▸ **ACTIVITY**:
Go through the entries below and copy each line that holds the word "matches".

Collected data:
_ _ _ _ _ _ _

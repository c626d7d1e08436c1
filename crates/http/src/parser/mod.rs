//! Incremental message parsers.
//!
//! A parser is fed with whatever bytes are available and reports how many it used.
//! It never blocks and never reads on its own; [`crate::driver`] pairs it with a
//! byte source and a [`GrowableBuffer`].
//!
//! - [`HeaderParser`]: stops once the start line and header block are recognized
//! - [`MessageParser`]: continues through the end of the body
//!
//! Both are generic over [`MessageHead`](crate::protocol::MessageHead), so the same
//! state machine parses requests and responses.
//!
//! # States
//!
//! ```text
//! NeedHeader ──► HeadersComplete                      (HeaderParser)
//!
//! NeedHeader ─┬─► AtBody ───────────────► Done        (MessageParser)
//!             ├─► NeedChunkHeader ◄─► AtChunk
//!             │        └──────────────► Done
//!             ├─► AtBodyEof ──(eof)───► Done
//!             └─────────────────────► Done
//! ```

mod header_parser;
mod message_parser;

pub use header_parser::HeaderParser;
pub use message_parser::MessageParser;

use crate::buffer::GrowableBuffer;
use crate::protocol::{HttpError, RequestHeader, ResponseHeader};

pub type RequestHeaderParser = HeaderParser<RequestHeader>;
pub type ResponseHeaderParser = HeaderParser<ResponseHeader>;
pub type RequestParser = MessageParser<RequestHeader>;
pub type ResponseParser = MessageParser<ResponseHeader>;

/// Where a parser is in its message.
#[derive(Debug, Copy, Clone, PartialEq, Eq)]
pub enum ParseState {
    /// Waiting for the rest of the start line and header block
    NeedHeader,
    /// Reading a body with a known remaining length
    AtBody,
    /// Reading a body that ends when the stream ends
    AtBodyEof,
    /// Reading a chunk-size line, or the trailer section after the last chunk
    NeedChunkHeader,
    /// Reading chunk data and the CRLF that closes it
    AtChunk,
    /// The header block is complete; terminal for a header-only parse
    HeadersComplete,
    /// The whole message is complete
    Done,
}

impl ParseState {
    #[inline]
    pub fn is_terminal(&self) -> bool {
        matches!(self, ParseState::HeadersComplete | ParseState::Done)
    }

    /// Whether the parser is past the header block and reading body bytes.
    #[inline]
    pub fn is_body(&self) -> bool {
        matches!(self, ParseState::AtBody | ParseState::AtBodyEof | ParseState::NeedChunkHeader | ParseState::AtChunk)
    }
}

/// What the driver needs from a parser.
///
/// `write` is the generic path: the caller offers its readable bytes and advances
/// its buffer by the returned count. `prepare` + `commit` is the optional fast path
/// for body bytes, which lets the caller read straight into parser storage.
pub trait Parser {
    /// Whether forward progress requires more input.
    fn needs_more(&self) -> bool;

    /// Whether the parser reached its terminal state. Implies `!needs_more()`.
    fn is_done(&self) -> bool;

    /// Parses from the front of `src` and returns how many bytes were used.
    ///
    /// A parser may use fewer bytes than offered, even zero, while an incomplete
    /// header block is pending; the caller offers them again with more appended.
    ///
    /// # Errors
    ///
    /// `ParseError` for malformed input and `BufferOverflow` when a limit is hit.
    /// Either way the message is lost.
    fn write(&mut self, src: &[u8]) -> Result<usize, HttpError>;

    /// Tells the parser that the source is exhausted.
    ///
    /// # Errors
    ///
    /// `ParseError::IncompleteHeaders` or `ParseError::IncompleteBody` if the message
    /// can not end here.
    fn write_eof(&mut self) -> Result<(), HttpError>;

    /// Upper bound of a direct read into parser storage, if one is possible now.
    fn direct_read_hint(&self) -> Option<usize> {
        None
    }

    /// Returns a writable region of parser storage, at most `size` bytes long.
    ///
    /// # Errors
    ///
    /// A logic error unless [`direct_read_hint`](Self::direct_read_hint) is `Some`.
    fn prepare(&mut self, size: usize) -> Result<&mut [u8], HttpError> {
        Err(HttpError::logic(format!("direct read of {size} bytes is not supported by this parser")))
    }

    /// Accepts the first `n` bytes of the last prepared region as input.
    ///
    /// # Errors
    ///
    /// A logic error if `n` exceeds the prepared size, or any error `write` could
    /// return for the same bytes.
    fn commit(&mut self, n: usize) -> Result<(), HttpError> {
        Err(HttpError::logic(format!("commit of {n} bytes without a prepared region")))
    }

    /// Feeds the readable bytes of `buffer` and consumes what was used.
    ///
    /// # Errors
    ///
    /// Whatever [`write`](Self::write) returns.
    fn consume(&mut self, buffer: &mut GrowableBuffer) -> Result<(), HttpError> {
        let used = self.write(buffer.readable())?;
        buffer.consume(used)
    }
}

impl<P: Parser + ?Sized> Parser for &mut P {
    fn needs_more(&self) -> bool {
        (**self).needs_more()
    }

    fn is_done(&self) -> bool {
        (**self).is_done()
    }

    fn write(&mut self, src: &[u8]) -> Result<usize, HttpError> {
        (**self).write(src)
    }

    fn write_eof(&mut self) -> Result<(), HttpError> {
        (**self).write_eof()
    }

    fn direct_read_hint(&self) -> Option<usize> {
        (**self).direct_read_hint()
    }

    fn prepare(&mut self, size: usize) -> Result<&mut [u8], HttpError> {
        (**self).prepare(size)
    }

    fn commit(&mut self, n: usize) -> Result<(), HttpError> {
        (**self).commit(n)
    }

    fn consume(&mut self, buffer: &mut GrowableBuffer) -> Result<(), HttpError> {
        (**self).consume(buffer)
    }
}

_ _ _ _ _ _ _

▸ **EXERCISE RESPONSE**:
        matches!(self, ParseState::HeadersComplete | ParseState::Done)
        matches!(self, ParseState::AtBody | ParseState::AtBodyEof | ParseState::NeedChunkHeader | ParseState::AtChunk)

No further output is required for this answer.